On a minor cross-cultural cooking note, I'm surprised the recipe writers used volume instead of weight* for the metric measurements of ingredients like shredded cheese and flour. I thought that people in Canada (and everywhere else that isn't the US) had kitchen scales.
We begin the recipe by making puffed wild rice. It was surprisingly hard to find plain wild rice at the store. There were plenty of rice mixes that contained it, but only one store in town could sell us a bag of standalone wild rice.
My puffed wild rice tasted burnt. I threw it out and tried again, watching the pan a lot more carefully. But I got more burnt (yet puffy) wild rice. At this point, I figured that I needed a better tutorial than a few recipe sentences. But when I looked online, everyone's Instagram-worthy pictures showed rice that was just as burnt as mine was. Maybe everyone has been burning their wild rice and trying to convince themselves that it has a "deliciously nutty flavor" as the recipe headnote claims.
Since my burnt rice looked just like everyone else's, I gamely put it into the spice grinder. After it was as pulverized as it would get, it had a lot of unnerving translucent crystals that looked like Plexiglas sawdust.
With a skeptical yet open mind, I tried some of our allegedly completed "wild rice crunch." It was like eating gravelly dirt. This stuff threatened to sand off my teeth. At this point, I went off-recipe and tried putting it in hot water to soften it-- you know, what people normally do with rice. I thought I could put a dab of the resulting paste into the bottom of each mushroom for that, um, earthy flavor. But the rice was just as gritty as ever. Since I don't like ending every meal with a visit to the dentist, I threw it out.
Setting aside the failed wild rice, it was time to go nuts.
We're supposed to use pecans, but this isn't the most economical time of the year to purchase them. Instead, I helped myself to a quarter-cup of cashews from the household snack stash. I could have chopped them with a knife, but we already had the spice grinder out from our recent wild rice misadventures.
I mixed the nuts with the melted butter as directed. If the wild rice hadn't been so terrible after getting burnt and pulverized, it would have been here also. But even though the paste looks terrible, but it tasted really good. I could already tell it would be an amazing topping for what was to come.
The next part of the recipe involved the white parts of our green onions and a lot of butter. I don't usually cook green onions, so this felt a bit odd. But it smelled really good. We should have been using a leek, but those were very expensive and only sold in large bunches. I didn't want to commit to two pounds of leeks for the sake of one mushroom recipe.

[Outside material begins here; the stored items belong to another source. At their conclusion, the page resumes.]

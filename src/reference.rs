use rand::RngExt;
use rand::distr::Alphanumeric;

/// Reference length used by the service's own tooling.
pub const DEFAULT_REFERENCE_LENGTH: usize = 10;

/// Generate a random alphanumeric transaction reference.
///
/// References correlate an initiation call with later status checks; the
/// service accepts any non-blank string, so callers may supply their own
/// identifiers instead.
pub fn generate_reference(length: usize) -> String {
    rand::rng()
        .sample_iter(Alphanumeric)
        .take(length)
        .map(char::from)
        .collect()
}
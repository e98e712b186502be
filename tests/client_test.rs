use std::time::Duration;

use duphlux_client::{
    DuphluxClient, DuphluxConfig, Environment, Error, SessionState, VerifyRequest,
};
use http::HeaderMap;
use http::header::{HeaderName, HeaderValue};
use httpmock::prelude::*;
use serde_json::json;

fn test_config(server: &MockServer) -> DuphluxConfig {
    DuphluxConfig::new("tok_live_secret", Environment::Live).with_base_url(server.base_url())
}

fn test_client(server: &MockServer) -> DuphluxClient {
    DuphluxClient::from_config(test_config(server)).unwrap()
}

/// Client that has already completed one status check resolving to the
/// given verification status.
async fn checked_client(server: &MockServer, verification_status: &str) -> DuphluxClient {
    server.mock(|when, then| {
        when.method(POST).path("/status.json");
        then.status(200)
            .header("Content-Type", "application/json")
            .json_body(json!({
                "PayLoad": {
                    "status": "success",
                    "errors": null,
                    "data": {"verification_status": verification_status}
                }
            }));
    });

    let mut client = test_client(server);
    client.check_status("abc123").await.unwrap();
    client
}

#[tokio::test]
async fn test_authenticate_posts_verification_request() {
    let server = MockServer::start();

    let mock = server.mock(|when, then| {
        when.method(POST)
            .path("/verify.json")
            .header("token", "tok_live_secret")
            .header("content-type", "application/json")
            .header("cache-control", "no-cache")
            .json_body(json!({
                "phone_number": "2348012345678",
                "transaction_reference": "abc123",
                "redirect_url": "https://x.test/cb"
            }));
        then.status(200)
            .header("Content-Type", "application/json")
            .json_body(json!({
                "PayLoad": {
                    "status": "success",
                    "errors": null,
                    "data": {"verification_url": "https://duphlux.com/v/abc123"}
                }
            }));
    });

    let mut client = test_client(&server);
    let outcome = client
        .authenticate(VerifyRequest::new(
            "2348012345678",
            "abc123",
            "https://x.test/cb",
        ))
        .await
        .unwrap();

    assert!(!outcome.has_error());
    assert_eq!(outcome.status(), &json!("success"));
    assert_eq!(
        client.verification_url().unwrap(),
        Some("https://duphlux.com/v/abc123")
    );
    assert_eq!(
        client.data_field("verification_url"),
        Some(&json!("https://duphlux.com/v/abc123"))
    );
    assert_eq!(client.session_state(), SessionState::Initiated);

    mock.assert();
}

#[tokio::test]
async fn test_check_status_reports_verified() {
    let server = MockServer::start();

    let mock = server.mock(|when, then| {
        when.method(POST)
            .path("/status.json")
            .header("token", "tok_live_secret")
            .json_body(json!({"transaction_reference": "abc123"}));
        then.status(200)
            .header("Content-Type", "application/json")
            .json_body(json!({
                "PayLoad": {
                    "status": "success",
                    "errors": null,
                    "data": {"verification_status": "verified"}
                }
            }));
    });

    let mut client = test_client(&server);
    client.check_status("abc123").await.unwrap();

    assert!(client.is_verified().unwrap());
    assert!(!client.is_pending().unwrap());
    assert!(!client.is_failed().unwrap());
    assert_eq!(client.session_state(), SessionState::StatusChecked);

    mock.assert();
}

#[tokio::test]
async fn test_check_status_reports_pending() {
    let server = MockServer::start();
    let client = checked_client(&server, "pending").await;

    assert!(client.is_pending().unwrap());
    assert!(!client.is_verified().unwrap());
    assert!(!client.is_failed().unwrap());
}

#[tokio::test]
async fn test_check_status_reports_failed() {
    let server = MockServer::start();
    let client = checked_client(&server, "failed").await;

    assert!(client.is_failed().unwrap());
    assert!(!client.is_verified().unwrap());
    assert!(!client.is_pending().unwrap());
}

#[tokio::test]
async fn test_status_body_carries_merged_options() {
    let server = MockServer::start();

    let verify_mock = server.mock(|when, then| {
        when.method(POST).path("/verify.json");
        then.status(200)
            .header("Content-Type", "application/json")
            .json_body(json!({
                "PayLoad": {
                    "status": "success",
                    "errors": null,
                    "data": {"verification_url": "https://duphlux.com/v/abc123"}
                }
            }));
    });
    let status_mock = server.mock(|when, then| {
        when.method(POST)
            .path("/status.json")
            .json_body(json!({
                "phone_number": "2348012345678",
                "redirect_url": "https://x.test/cb",
                "transaction_reference": "abc123"
            }));
        then.status(200)
            .header("Content-Type", "application/json")
            .json_body(json!({
                "PayLoad": {
                    "status": "success",
                    "errors": null,
                    "data": {"verification_status": "verified"}
                }
            }));
    });

    let mut client = test_client(&server);
    client
        .authenticate(VerifyRequest::new(
            "2348012345678",
            "abc123",
            "https://x.test/cb",
        ))
        .await
        .unwrap();
    client.check_status("abc123").await.unwrap();

    verify_mock.assert();
    status_mock.assert();
}

#[tokio::test]
async fn test_service_error_envelope_sets_error_state() {
    let server = MockServer::start();
    server.mock(|when, then| {
        when.method(POST).path("/verify.json");
        then.status(200)
            .header("Content-Type", "application/json")
            .json_body(json!({
                "PayLoad": {
                    "status": false,
                    "errors": ["Invalid phone number"],
                    "data": null
                }
            }));
    });

    let mut client = test_client(&server);
    let outcome = client
        .authenticate(VerifyRequest::new("080", "abc123", "https://x.test/cb"))
        .await
        .unwrap();

    assert!(outcome.has_error());
    assert_eq!(outcome.error(), &json!(["Invalid phone number"]));
    assert_eq!(outcome.status(), &json!(false));
    assert_eq!(client.session_state(), SessionState::Initiated);
    assert_eq!(client.verification_url().unwrap(), None);
}

#[tokio::test]
async fn test_transport_failure_is_captured() {
    let config = DuphluxConfig::new("tok_live_secret", Environment::Live)
        .with_base_url("http://127.0.0.1:9")
        .with_timeout(Duration::from_secs(2));
    let mut client = DuphluxClient::from_config(config).unwrap();

    let outcome = client
        .authenticate(VerifyRequest::new(
            "2348012345678",
            "abc123",
            "https://x.test/cb",
        ))
        .await
        .unwrap();

    assert!(outcome.has_error());
    assert!(!outcome.error().as_str().unwrap().is_empty());
    assert!(outcome.status().is_null());
    assert!(client.response().is_none());
    assert_eq!(client.session_state(), SessionState::Initiated);
    assert_eq!(client.verification_url().unwrap(), None);
}

#[tokio::test]
async fn test_missing_parameter_rejected_before_dispatch() {
    let server = MockServer::start();
    let mock = server.mock(|when, then| {
        when.method(POST).path("/verify.json");
        then.status(200)
            .header("Content-Type", "application/json")
            .json_body(json!({
                "PayLoad": {"status": "success", "errors": null, "data": null}
            }));
    });

    let mut client = test_client(&server);
    let mut options = serde_json::Map::new();
    options.insert("phone_number".to_string(), json!("2348012345678"));
    options.insert("transaction_reference".to_string(), json!("abc123"));

    let err = client.authenticate_options(options).await.unwrap_err();
    assert_eq!(err.to_string(), "redirect_url is required for this operation");
    assert_eq!(client.session_state(), SessionState::Initiating);
    mock.assert_calls(0);
}

#[tokio::test]
async fn test_status_queries_require_prior_status_check() {
    let server = MockServer::start();
    let client = test_client(&server);

    let err = client.is_verified().unwrap_err();
    assert_eq!(
        err.to_string(),
        "Method cannot be used with the current operation"
    );
}

#[tokio::test]
async fn test_guard_tracks_most_recent_operation() {
    let server = MockServer::start();
    server.mock(|when, then| {
        when.method(POST).path("/verify.json");
        then.status(200)
            .header("Content-Type", "application/json")
            .json_body(json!({
                "PayLoad": {
                    "status": "success",
                    "errors": null,
                    "data": {"verification_url": "https://duphlux.com/v/abc123"}
                }
            }));
    });
    server.mock(|when, then| {
        when.method(POST).path("/status.json");
        then.status(200)
            .header("Content-Type", "application/json")
            .json_body(json!({
                "PayLoad": {
                    "status": "success",
                    "errors": null,
                    "data": {"verification_status": "verified"}
                }
            }));
    });

    let mut client = test_client(&server);
    client
        .authenticate(VerifyRequest::new(
            "2348012345678",
            "abc123",
            "https://x.test/cb",
        ))
        .await
        .unwrap();
    assert!(matches!(client.is_verified(), Err(Error::OperationMismatch)));
    assert!(client.verification_url().unwrap().is_some());

    client.check_status("abc123").await.unwrap();
    assert!(client.is_verified().unwrap());
    assert!(matches!(
        client.verification_url(),
        Err(Error::OperationMismatch)
    ));
}

#[tokio::test]
async fn test_extra_headers_are_sent() {
    let server = MockServer::start();
    let mock = server.mock(|when, then| {
        when.method(POST)
            .path("/status.json")
            .header("token", "tok_live_secret")
            .header("x-request-id", "req-1");
        then.status(200)
            .header("Content-Type", "application/json")
            .json_body(json!({
                "PayLoad": {"status": "success", "errors": null, "data": null}
            }));
    });

    let mut extra = HeaderMap::new();
    extra.insert(
        HeaderName::from_static("x-request-id"),
        HeaderValue::from_static("req-1"),
    );
    let config = test_config(&server).with_extra_headers(extra);
    let mut client = DuphluxClient::from_config(config).unwrap();
    client.check_status("abc123").await.unwrap();

    mock.assert();
}

#[tokio::test]
async fn test_client_from_environment_variables() {
    let server = MockServer::start();
    let mock = server.mock(|when, then| {
        when.method(POST)
            .path("/status.json")
            .header("token", "tok_env_test");
        then.status(200)
            .header("Content-Type", "application/json")
            .json_body(json!({
                "PayLoad": {
                    "status": "success",
                    "errors": null,
                    "data": {"verification_status": "verified"}
                }
            }));
    });

    let base_url = server.base_url();
    let mut client = temp_env::with_vars(
        [
            ("DUPHLUX_BASE_URL", Some(base_url.as_str())),
            ("DUPHLUX_ENVIRONMENT", Some("test")),
            ("DUPHLUX_LIVE_ACCESS_TOKEN", None),
            ("DUPHLUX_TEST_ACCESS_TOKEN", Some("tok_env_test")),
        ],
        || DuphluxClient::from_env(),
    )
    .unwrap();

    assert_eq!(client.environment(), Environment::Test);
    client.check_status("abc123").await.unwrap();
    mock.assert();
}

#[test]
fn test_blocking_status_check() {
    let server = MockServer::start();
    let mock = server.mock(|when, then| {
        when.method(POST).path("/status.json");
        then.status(200)
            .header("Content-Type", "application/json")
            .json_body(json!({
                "PayLoad": {
                    "status": "success",
                    "errors": null,
                    "data": {"verification_status": "verified"}
                }
            }));
    });

    let mut client = test_client(&server);
    let outcome = client.check_status_blocking("abc123").unwrap();

    assert!(!outcome.has_error());
    assert!(client.is_verified().unwrap());
    mock.assert();
}
//! Extraction error types

use thiserror::Error;

/// Errors raised while pulling words and images out of a PDF
#[derive(Debug, Error)]
pub enum ExtractError {
    /// MuPDF failed to open or read the document
    #[error("MuPDF error: {0}")]
    MuPdf(String),

    /// Object-level parsing failed
    #[error("PDF object error: {0}")]
    Object(#[from] lopdf::Error),

    /// Page index out of range
    #[error("Page {index} not found (document has {count} pages)")]
    PageNotFound { index: usize, count: usize },

    /// MuPDF and the object parser disagree on the page tree
    #[error("Page tree mismatch: MuPDF sees {mupdf} pages, object tree has {objects}")]
    PageTreeMismatch { mupdf: usize, objects: usize },

    /// Image encoding we cannot decode
    #[error("Unsupported image: {0}")]
    UnsupportedImage(String),

    /// Image stream is malformed
    #[error("Invalid image: {0}")]
    InvalidImage(String),

    /// Scratch file for a repaired copy
    #[error("IO error: {0}")]
    Io(#[from] std::io::Error),

    /// Image codec failure
    #[error("Image error: {0}")]
    Image(#[from] image::ImageError),
}

impl From<mupdf::Error> for ExtractError {
    fn from(err: mupdf::Error) -> Self {
        ExtractError::MuPdf(err.to_string())
    }
}

/// Result type alias for extraction
pub type ExtractResult<T> = std::result::Result<T, ExtractError>;
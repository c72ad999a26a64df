//! PDF analysis endpoint

use axum::{
    extract::{Multipart, State},
    Json,
};
use serde::Serialize;

use crate::analyzer::analyze_upload;
use crate::error::{AppError, Result};
use crate::state::AppState;

/// Message returned for anything that is not a `.pdf`
pub const INVALID_FILE_TYPE: &str = "Invalid file type. Only PDFs are accepted.";

/// Multipart field carrying the upload
const FILE_FIELD: &str = "file";

#[derive(Debug, Serialize)]
pub struct ResponseStatus {
    pub code: u16,
    pub message: String,
}

#[derive(Debug, Serialize)]
pub struct AnalyzeResult {
    pub files: Vec<String>,
    pub text: String,
}

#[derive(Debug, Serialize)]
pub struct AnalyzeResponse {
    pub status: ResponseStatus,
    pub result: AnalyzeResult,
}

impl AnalyzeResponse {
    fn ok(files: Vec<String>, text: String) -> Self {
        Self {
            status: ResponseStatus {
                code: 200,
                message: "OK".to_string(),
            },
            result: AnalyzeResult { files, text },
        }
    }
}

/// Only the extension is checked, case-sensitively
pub fn is_pdf_file_name(file_name: &str) -> bool {
    file_name.ends_with(".pdf")
}

/// POST /pdf-analyzer/
///
/// Accepts a multipart `file`, renders one SVG per page and returns their
/// paths with the document's text.
pub async fn analyze_pdf(
    State(state): State<AppState>,
    mut multipart: Multipart,
) -> Result<Json<AnalyzeResponse>> {
    while let Some(field) = multipart.next_field().await.map_err(|e| {
        tracing::error!("Failed to read multipart field: {}", e);
        AppError::BadRequest(format!("Failed to read upload: {}", e))
    })? {
        if field.name() != Some(FILE_FIELD) {
            continue;
        }

        let file_name = field.file_name().unwrap_or_default().to_string();
        if !is_pdf_file_name(&file_name) {
            tracing::warn!(file_name = %file_name, "Rejected non-PDF upload");
            return Err(AppError::BadRequest(INVALID_FILE_TYPE.to_string()));
        }

        let data = field.bytes().await.map_err(|e| {
            tracing::error!("Failed to read file data: {}", e);
            AppError::BadRequest(format!("Failed to read file data: {}", e))
        })?;

        tracing::debug!(file_name = %file_name, bytes = data.len(), "Received PDF upload");

        let analysis = analyze_upload(&state, &file_name, &data).await?;

        return Ok(Json(AnalyzeResponse::ok(
            analysis.svg_files(),
            analysis.text(),
        )));
    }

    tracing::warn!("No file field found in multipart upload");
    Err(AppError::BadRequest(
        "No file provided. Use field name 'file'".to_string(),
    ))
}
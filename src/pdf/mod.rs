//! PDF extraction module
//!
//! Pulls per-page words and embedded images out of a PDF:
//! - words come from MuPDF structured text
//! - images come from the page's image XObjects, placed by replaying the
//!   content stream's transforms

mod document;
mod error;
mod images;
mod types;
mod words;

pub use document::PdfDocument;
pub use error::{ExtractError, ExtractResult};
pub use types::{ExtractedImage, ImageBox, ImageEncoding, PageContent, PageRect, WordBox};
//! Route modules for the PDF Analyzer server

pub mod analyzer;
pub mod data;
pub mod files;
pub mod health;

use axum::{
    extract::DefaultBodyLimit,
    routing::{get, post},
    Router,
};
use tower_http::cors::{Any, CorsLayer};
use tower_http::trace::TraceLayer;

use crate::state::AppState;

/// Build the full application router
pub fn router(state: AppState) -> Router {
    let cors = CorsLayer::new()
        .allow_origin(Any)
        .allow_methods(Any)
        .allow_headers(Any);

    let analyze = post(analyzer::analyze_pdf)
        .layer(DefaultBodyLimit::max(state.config().server.max_upload_bytes));
    let list = get(data::list_data);

    Router::new()
        .route("/health", get(health::health_check))
        .route("/pdf-analyzer/", analyze.clone())
        .route("/pdf-analyzer", analyze)
        .route("/get-svg/:file_name", get(files::get_svg))
        .route("/data/", list.clone())
        .route("/data", list)
        .layer(TraceLayer::new_for_http())
        .layer(cors)
        .with_state(state)
}
//! Database module for SQLite persistence
//!
//! Stores the text and images extracted from analyzed PDFs.

mod pdf_data;
mod schema;

pub use pdf_data::*;
pub use schema::*;

use sqlx::sqlite::{SqliteConnectOptions, SqlitePool, SqlitePoolOptions};
use std::str::FromStr;

use crate::error::Result;

/// Create a new database connection pool
pub async fn create_pool(database_url: &str, max_connections: u32) -> Result<SqlitePool> {
    let options = SqliteConnectOptions::from_str(database_url)?
        .create_if_missing(true)
        .journal_mode(sqlx::sqlite::SqliteJournalMode::Wal)
        .synchronous(sqlx::sqlite::SqliteSynchronous::Normal);

    let pool = SqlitePoolOptions::new()
        .max_connections(max_connections)
        .connect_with(options)
        .await?;

    initialize_schema(&pool).await?;

    Ok(pool)
}
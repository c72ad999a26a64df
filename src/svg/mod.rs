//! SVG page renderer
//!
//! Draws one page's extraction result as an SVG Tiny document:
//! every word is written at its baseline and framed in green, every placed
//! image is embedded as a PNG data URI and framed in red.

use std::io::Cursor;
use std::path::Path;

use base64::{engine::general_purpose::STANDARD as BASE64, Engine};
use image::{DynamicImage, ImageFormat};
use quick_xml::{
    events::{BytesDecl, BytesEnd, BytesStart, BytesText, Event},
    Writer,
};
use thiserror::Error;

use crate::pdf::{ImageBox, PageRect, WordBox};

/// Horizontal padding factor for word frames
pub const WORD_FRAME_WIDTH_SCALE: f32 = 1.03;
/// Vertical padding factor for word frames
pub const WORD_FRAME_HEIGHT_SCALE: f32 = 1.3;

const TEXT_FILL: &str = "black";
const WORD_STROKE: &str = "green";
const IMAGE_STROKE: &str = "red";

/// Rendering errors
#[derive(Debug, Error)]
pub enum RenderError {
    #[error("XML write error: {0}")]
    Xml(#[from] quick_xml::Error),

    #[error("PNG encoding error: {0}")]
    Image(#[from] image::ImageError),

    #[error("IO error: {0}")]
    Io(#[from] std::io::Error),

    #[error("UTF-8 error: {0}")]
    Utf8(#[from] std::string::FromUtf8Error),
}

pub type RenderResult<T> = std::result::Result<T, RenderError>;

/// Position and size of a drawn rectangle
#[derive(Debug, Clone, Copy, PartialEq)]
pub struct Frame {
    pub x: f32,
    pub y: f32,
    pub width: f32,
    pub height: f32,
}

/// The green frame drawn around a word
pub fn word_frame(word: &WordBox) -> Frame {
    Frame {
        x: word.x0,
        y: word.y0,
        width: (word.x1 - word.x0) * WORD_FRAME_WIDTH_SCALE,
        height: (word.y1 - word.y0) * WORD_FRAME_HEIGHT_SCALE,
    }
}

/// The red frame drawn around a placed image (same as the image itself)
pub fn image_frame(rect: &PageRect) -> Frame {
    Frame {
        x: rect.x0,
        y: rect.y0,
        width: rect.width(),
        height: rect.height(),
    }
}

/// Render one page to an SVG string
pub fn render_page(words: &[WordBox], images: &[ImageBox]) -> RenderResult<String> {
    let mut writer = Writer::new(Cursor::new(Vec::new()));

    writer.write_event(Event::Decl(BytesDecl::new("1.0", Some("utf-8"), None)))?;

    let mut svg = BytesStart::new("svg");
    svg.push_attribute(("baseProfile", "tiny"));
    svg.push_attribute(("height", "100%"));
    svg.push_attribute(("version", "1.2"));
    svg.push_attribute(("width", "100%"));
    svg.push_attribute(("xmlns", "http://www.w3.org/2000/svg"));
    svg.push_attribute(("xmlns:ev", "http://www.w3.org/2001/xml-events"));
    svg.push_attribute(("xmlns:xlink", "http://www.w3.org/1999/xlink"));
    writer.write_event(Event::Start(svg))?;
    writer.write_event(Event::Empty(BytesStart::new("defs")))?;

    for word in words {
        write_word(&mut writer, word)?;
    }

    for image_box in images {
        // Never drawn on the page: nothing to show
        let Some(placement) = image_box.placement else {
            continue;
        };
        write_image(&mut writer, &image_box.image.image, &placement)?;
    }

    writer.write_event(Event::End(BytesEnd::new("svg")))?;

    let result = writer.into_inner().into_inner();
    Ok(String::from_utf8(result)?)
}

/// Render one page and write it to `path`
pub fn save_page(path: &Path, words: &[WordBox], images: &[ImageBox]) -> RenderResult<()> {
    let svg = render_page(words, images)?;
    std::fs::write(path, svg)?;
    Ok(())
}

fn write_word<W: std::io::Write>(writer: &mut Writer<W>, word: &WordBox) -> RenderResult<()> {
    let font_size = fmt_num(word.y1 - word.y0);
    let x = fmt_num(word.x0);
    let y = fmt_num(word.y1);

    let mut text = BytesStart::new("text");
    text.push_attribute(("fill", TEXT_FILL));
    text.push_attribute(("font-size", font_size.as_str()));
    text.push_attribute(("x", x.as_str()));
    text.push_attribute(("y", y.as_str()));
    writer.write_event(Event::Start(text))?;
    writer.write_event(Event::Text(BytesText::new(&word.text)))?;
    writer.write_event(Event::End(BytesEnd::new("text")))?;

    write_frame(writer, &word_frame(word), WORD_STROKE)
}

fn write_image<W: std::io::Write>(
    writer: &mut Writer<W>,
    image: &DynamicImage,
    placement: &PageRect,
) -> RenderResult<()> {
    let mut png = Vec::new();
    image.write_to(&mut Cursor::new(&mut png), ImageFormat::Png)?;
    let href = format!("data:image/png;base64,{}", BASE64.encode(&png));

    let frame = image_frame(placement);
    let height = fmt_num(frame.height);
    let width = fmt_num(frame.width);
    let x = fmt_num(frame.x);
    let y = fmt_num(frame.y);

    let mut elem = BytesStart::new("image");
    elem.push_attribute(("height", height.as_str()));
    elem.push_attribute(("width", width.as_str()));
    elem.push_attribute(("x", x.as_str()));
    elem.push_attribute(("xlink:href", href.as_str()));
    elem.push_attribute(("y", y.as_str()));
    writer.write_event(Event::Empty(elem))?;

    write_frame(writer, &frame, IMAGE_STROKE)
}

fn write_frame<W: std::io::Write>(
    writer: &mut Writer<W>,
    frame: &Frame,
    stroke: &str,
) -> RenderResult<()> {
    let height = fmt_num(frame.height);
    let width = fmt_num(frame.width);
    let x = fmt_num(frame.x);
    let y = fmt_num(frame.y);

    let mut rect = BytesStart::new("rect");
    rect.push_attribute(("fill", "none"));
    rect.push_attribute(("height", height.as_str()));
    rect.push_attribute(("stroke", stroke));
    rect.push_attribute(("width", width.as_str()));
    rect.push_attribute(("x", x.as_str()));
    rect.push_attribute(("y", y.as_str()));
    writer.write_event(Event::Empty(rect))?;
    Ok(())
}

/// Shortest round-trip representation
pub fn fmt_num(value: f32) -> String {
    value.to_string()
}

#[cfg(test)]
mod tests {
    use super::*;
    use crate::pdf::{ExtractedImage, ImageEncoding};

    fn word(x0: f32, y0: f32, x1: f32, y1: f32, text: &str) -> WordBox {
        WordBox::new(PageRect::new(x0, y0, x1, y1), text)
    }

    fn image_box(placement: Option<PageRect>) -> ImageBox {
        ImageBox {
            image: ExtractedImage {
                image: DynamicImage::new_rgb8(2, 2),
                data: Vec::new(),
                encoding: ImageEncoding::Png,
            },
            placement,
        }
    }

    #[test]
    fn test_word_frame_scaling() {
        let w = word(10.0, 20.0, 60.0, 32.0, "anything");
        let frame = word_frame(&w);

        assert_eq!(frame.x, 10.0);
        assert_eq!(frame.y, 20.0);
        assert_eq!(frame.width, (60.0f32 - 10.0) * 1.03);
        assert_eq!(frame.height, (32.0f32 - 20.0) * 1.3);
    }

    #[test]
    fn test_word_frame_ignores_text() {
        let a = word_frame(&word(5.0, 5.0, 25.0, 15.0, "i"));
        let b = word_frame(&word(5.0, 5.0, 25.0, 15.0, "WWWWWWWWWW"));
        assert_eq!(a, b);
    }

    #[test]
    fn test_render_words() {
        let svg = render_page(&[word(10.0, 20.0, 60.0, 32.0, "Hello")], &[]).unwrap();

        assert!(svg.contains("baseProfile=\"tiny\""));
        assert!(svg.contains(">Hello</text>"));
        assert!(svg.contains("font-size=\"12\""));
        let expected = format!(
            "<rect fill=\"none\" height=\"{}\" stroke=\"green\" width=\"{}\" x=\"10\" y=\"20\"/>",
            fmt_num((32.0f32 - 20.0) * 1.3),
            fmt_num((60.0f32 - 10.0) * 1.03),
        );
        assert!(svg.contains(&expected), "missing {} in {}", expected, svg);
        assert!(!svg.contains("<image"));
    }

    #[test]
    fn test_text_anchor_is_bottom_left() {
        let svg = render_page(&[word(7.5, 100.0, 40.0, 110.5, "a")], &[]).unwrap();
        assert!(svg.contains("x=\"7.5\" y=\"110.5\""));
    }

    #[test]
    fn test_render_escapes_text() {
        let svg = render_page(&[word(0.0, 0.0, 1.0, 1.0, "<a&b>")], &[]).unwrap();
        assert!(svg.contains("&lt;a&amp;b&gt;"));
        assert!(!svg.contains("<a&b>"));
    }

    #[test]
    fn test_unplaced_images_are_skipped() {
        let words = [word(0.0, 0.0, 10.0, 10.0, "x")];
        let with_unplaced = render_page(&words, &[image_box(None), image_box(None)]).unwrap();
        let without = render_page(&words, &[]).unwrap();

        assert_eq!(with_unplaced, without);
        assert!(!with_unplaced.contains("stroke=\"red\""));
    }

    #[test]
    fn test_placed_image_is_embedded_and_framed() {
        let placement = PageRect::new(100.0, 342.0, 300.0, 492.0);
        let svg = render_page(&[], &[image_box(None), image_box(Some(placement))]).unwrap();

        assert_eq!(svg.matches("<image").count(), 1);
        assert!(svg.contains("xlink:href=\"data:image/png;base64,iVBORw0KGgo"));
        assert!(svg.contains(
            "<rect fill=\"none\" height=\"150\" stroke=\"red\" width=\"200\" x=\"100\" y=\"342\"/>"
        ));
        assert!(!svg.contains("stroke=\"green\""));
    }

    #[test]
    fn test_zero_height_word_is_not_guarded() {
        let svg = render_page(&[word(1.0, 5.0, 2.0, 5.0, "flat")], &[]).unwrap();
        assert!(svg.contains("font-size=\"0\""));
        assert!(svg.contains("height=\"0\""));
    }

    #[test]
    fn test_save_page_writes_file() {
        let dir = tempfile::TempDir::new().unwrap();
        let path = dir.path().join("page_1_combined.svg");

        save_page(&path, &[word(0.0, 0.0, 10.0, 10.0, "saved")], &[]).unwrap();

        let written = std::fs::read_to_string(&path).unwrap();
        assert!(written.starts_with("<?xml"));
        assert!(written.contains(">saved</text>"));
    }

    #[test]
    fn test_save_page_missing_directory_fails() {
        let dir = tempfile::TempDir::new().unwrap();
        let path = dir.path().join("missing").join("page.svg");

        let result = save_page(&path, &[], &[]);
        assert!(matches!(result, Err(RenderError::Io(_))));
    }
}
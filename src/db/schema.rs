//! Database schema initialization

use sqlx::SqlitePool;

use crate::error::Result;

/// Initialize the database schema
pub async fn initialize_schema(pool: &SqlitePool) -> Result<()> {
    sqlx::query(SCHEMA_SQL)
        .execute(pool)
        .await?;

    Ok(())
}

const SCHEMA_SQL: &str = r#"
-- One row per image found on a page; the page text is repeated on each row
CREATE TABLE IF NOT EXISTS pdf_data (
    id INTEGER PRIMARY KEY AUTOINCREMENT,
    file_name TEXT NOT NULL,
    page_number INTEGER NOT NULL,
    text TEXT NOT NULL,
    -- base64 of the extracted image bytes
    image_data TEXT NOT NULL
);

CREATE INDEX IF NOT EXISTS ix_pdf_data_id ON pdf_data(id);
CREATE INDEX IF NOT EXISTS ix_pdf_data_file_name ON pdf_data(file_name);
"#;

We are next directed to add the chopped mushroom stems. I like that the recipe uses the whole mushroom instead of telling us to snap off the stems and then discard them.
I usually don't cook mushrooms until dry, but I followed the directions and kept stirring the frying pan until all of the juices had bubbled away. The mushroom reduction in the pan was fantastically good, but I don't know if it was worth it.
The next part of the recipe is easy if you can make a competent white sauce (which, admittedly, is tricky to get right on the first five attempts). After we have made gravy of the pan, it was time to add the cheese. The ingredients list calls for "old cheddar," but I chose to use up the various scraps of cheese lurking in the refrigerator. Besides, "five-cheese sauce" sounds so much better than "cheddar sauce."
One taste of the cheese sauce and I forgave the recipe writers for the burnt wild rice.
And so, it was finally time to assemble everything! The recipe calls for large portobello mushrooms, but full-sized ones were extremely costly compared to the little ones. I know nothing about fungiculture, but the price difference suggests that mushrooms are difficult to grow to a large size. So, I figured we would have dainty little stuffed mushrooms instead of big ones. And they looked so cute before we baked them.
I know that this magazine is meant for autumn recipes, but realistically we can only serve these on Halloween. They look like we should call them "zombie pustules."
Things didn't look any better after coming out of the oven.
Before I get too disappointed about their appearance, I should note that the magazine's army of photoshoot professionals couldn't make their mushrooms look any less oozy. Their picture is a lot prettier than what happened in our kitchen, but I think this is an inherently untidy recipe.
Food and Drink Autumn 2016, Liquor Control Board of Ontario |
Even though our mushrooms looked like I had dropped them onto the floor before serving, I figured there was no way mushrooms and cheese could possibly taste bad. On a related note, I wonder if there's a visual equivalent of an "acquired taste." You know, how you think something looks ugly until spend several years forcefully convincing yourself that you like it.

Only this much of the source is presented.